The risk of a cardiovascular ‘event’ (strokes and heart attacks) was also 14% higher for those taking antidepressants.
This research used data from hundreds of thousands of people collected from many different studies.
Dr Paul Andrews, who led the study, said:
“We are very concerned by these results.
They suggest that we shouldn’t be taking antidepressant drugs without understanding precisely how they interact with the body.”
It is well-known that antidepressants change mood by affecting levels of the neurotransmitter, serotonin.
What is less well-known is that serotonin is also used in the heart, kidney, lungs and liver — indeed all the major organs.
Potentially, the drug could stop the major organs working properly.
Family doctors often prescribe antidepressants on the assumption that they are safe.
However, Ms Marta Maslej, the study’s first author, said:
“Our findings are important because they undermine this assumption.
I think people would be much less willing to take these drugs if they were aware how little is known about their impact outside of the brain, and that what we do know points to an increased risk of death.”

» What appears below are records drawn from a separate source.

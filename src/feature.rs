use std::collections::HashMap;
use std::fmt;
use std::sync::Arc;

use crate::error::{Error, Result};
use crate::geometry::Geometry;

/// Attribute value. Values are immutable once stored on a feature.
#[derive(Debug, Clone, PartialEq)]
pub enum Value {
    Null,
    Bool(bool),
    Integer(i64),
    Double(f64),
    Text(String),
}

impl fmt::Display for Value {
    fn fmt(&self, f: &mut fmt::Formatter<'_>) -> fmt::Result {
        match self {
            Value::Null => write!(f, ""),
            Value::Bool(b) => write!(f, "{b}"),
            Value::Integer(i) => write!(f, "{i}"),
            Value::Double(d) => write!(f, "{d}"),
            Value::Text(s) => write!(f, "{s}"),
        }
    }
}

/// Declared type of an attribute column, as reported by descriptors and used
/// by the CSV type inference.
#[derive(Debug, Clone, Copy, PartialEq, Eq)]
pub enum AttrType {
    Bool,
    Integer,
    Double,
    Text,
}

/// Ordered attribute-name list shared by every feature a datasource emits.
/// Features store values keyed by index into this schema.
#[derive(Debug, Default)]
pub struct Context {
    names: Vec<String>,
    lookup: HashMap<String, usize>,
}

impl Context {
    pub fn new() -> Self {
        Context::default()
    }

    pub fn from_names<I, S>(names: I) -> Self
    where
        I: IntoIterator<Item = S>,
        S: Into<String>,
    {
        let mut ctx = Context::new();
        for name in names {
            ctx.push(name.into());
        }
        ctx
    }

    /// Registers a name, returning its index. Pushing an existing name
    /// returns the original index.
    pub fn push(&mut self, name: impl Into<String>) -> usize {
        let name = name.into();
        if let Some(&index) = self.lookup.get(&name) {
            return index;
        }
        let index = self.names.len();
        self.lookup.insert(name.clone(), index);
        self.names.push(name);
        index
    }

    pub fn lookup(&self, name: &str) -> Option<usize> {
        self.lookup.get(name).copied()
    }

    pub fn len(&self) -> usize {
        self.names.len()
    }

    pub fn is_empty(&self) -> bool {
        self.names.is_empty()
    }

    pub fn name(&self, index: usize) -> Option<&str> {
        self.names.get(index).map(|s| s.as_str())
    }

    pub fn names(&self) -> impl Iterator<Item = &str> {
        self.names.iter().map(|s| s.as_str())
    }
}

/// One attributed record: 1-based id, shared schema, per-index values, and a
/// geometry. Ids are assigned in source order by the emitting backend.
#[derive(Debug, Clone)]
pub struct Feature {
    id: u64,
    ctx: Arc<Context>,
    values: Vec<Option<Value>>,
    pub geometry: Geometry,
}

impl Feature {
    pub fn new(id: u64, ctx: Arc<Context>) -> Self {
        let len = ctx.len();
        Feature {
            id,
            ctx,
            values: vec![None; len],
            geometry: Geometry::Empty,
        }
    }

    pub fn id(&self) -> u64 {
        self.id
    }

    pub fn context(&self) -> &Arc<Context> {
        &self.ctx
    }

    pub fn envelope(&self) -> crate::envelope::Envelope<f64> {
        self.geometry.envelope()
    }

    /// Stores a value by name. Unknown names extend the schema only while
    /// this feature holds the sole reference to it; a shared context is
    /// frozen and the put fails.
    pub fn put(&mut self, name: &str, value: Value) -> Result<()> {
        let index = match self.ctx.lookup(name) {
            Some(index) => index,
            None => match Arc::get_mut(&mut self.ctx) {
                Some(ctx) => ctx.push(name),
                None => return Err(Error::UnknownAttribute(name.to_string())),
            },
        };
        self.put_by_index(index, value);
        Ok(())
    }

    pub fn put_by_index(&mut self, index: usize, value: Value) {
        if index >= self.values.len() {
            self.values.resize(index + 1, None);
        }
        self.values[index] = Some(value);
    }

    pub fn get(&self, name: &str) -> Option<&Value> {
        self.ctx.lookup(name).and_then(|index| self.get_by_index(index))
    }

    pub fn get_by_index(&self, index: usize) -> Option<&Value> {
        self.values.get(index).and_then(|slot| slot.as_ref())
    }

    pub fn has_key(&self, name: &str) -> bool {
        self.get(name).is_some()
    }

    /// Set attributes in schema order.
    pub fn iter(&self) -> impl Iterator<Item = (&str, &Value)> {
        self.values.iter().enumerate().filter_map(|(index, slot)| {
            slot.as_ref()
                .and_then(|value| self.ctx.name(index).map(|name| (name, value)))
        })
    }
}

/// Decodes attribute bytes according to the datasource's `encoding`
/// parameter. UTF-8 is the default; Latin-1 covers the DBF files in the
/// wild; anything else falls back to lossy UTF-8 with a warning.
pub fn decode_text(bytes: &[u8], encoding: &str) -> String {
    match encoding.to_ascii_lowercase().as_str() {
        "" | "utf8" | "utf-8" => String::from_utf8_lossy(bytes).into_owned(),
        "latin1" | "latin-1" | "iso-8859-1" => bytes.iter().map(|&b| b as char).collect(),
        other => {
            log::warn!("unsupported encoding '{other}', decoding as utf-8");
            String::from_utf8_lossy(bytes).into_owned()
        }
    }
}

#[cfg(test)]
mod tests {
    use super::*;

    #[test]
    fn context_push_dedupes() {
        let mut ctx = Context::new();
        assert_eq!(ctx.push("name"), 0);
        assert_eq!(ctx.push("value"), 1);
        assert_eq!(ctx.push("name"), 0);
        assert_eq!(ctx.len(), 2);
        assert_eq!(ctx.lookup("value"), Some(1));
        assert_eq!(ctx.lookup("missing"), None);
    }

    #[test]
    fn put_fails_on_shared_context() {
        let ctx = Arc::new(Context::from_names(["a"]));
        let _other = ctx.clone();
        let mut feature = Feature::new(1, ctx);
        feature.put("a", Value::Integer(1)).unwrap();
        assert!(matches!(
            feature.put("b", Value::Integer(2)),
            Err(Error::UnknownAttribute(_))
        ));
    }

    #[test]
    fn put_extends_unshared_context() {
        let mut feature = Feature::new(1, Arc::new(Context::new()));
        feature.put("fresh", Value::Text("x".into())).unwrap();
        assert_eq!(feature.get("fresh"), Some(&Value::Text("x".into())));
    }

    #[test]
    fn iteration_is_schema_order() {
        let ctx = Arc::new(Context::from_names(["b", "a", "c"]));
        let mut feature = Feature::new(1, ctx);
        feature.put_by_index(2, Value::Integer(3));
        feature.put_by_index(0, Value::Integer(1));
        let keys: Vec<_> = feature.iter().map(|(k, _)| k).collect();
        assert_eq!(keys, vec!["b", "c"]);
    }

    #[test]
    fn latin1_decoding() {
        assert_eq!(decode_text(&[0x63, 0x61, 0x66, 0xe9], "latin1"), "café");
    }
}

Dr Benoit Mulsant, study co-author and practicing psychiatrist, said we need to know more about how the drugs work:
“I prescribe antidepressants even though I do not know if they are more harmful than helpful in the long-term.
I am worried that in some patients they could be, and psychiatrists in 50 years will wonder why we did not do more to find out.”
For people with pre-existing cardiovascular disease, though, the antidepressants were not harmful, probably because they have a blood-thinning effect.
However, for those otherwise in good cardiovascular health, the antidepressants were harmful, the research suggests.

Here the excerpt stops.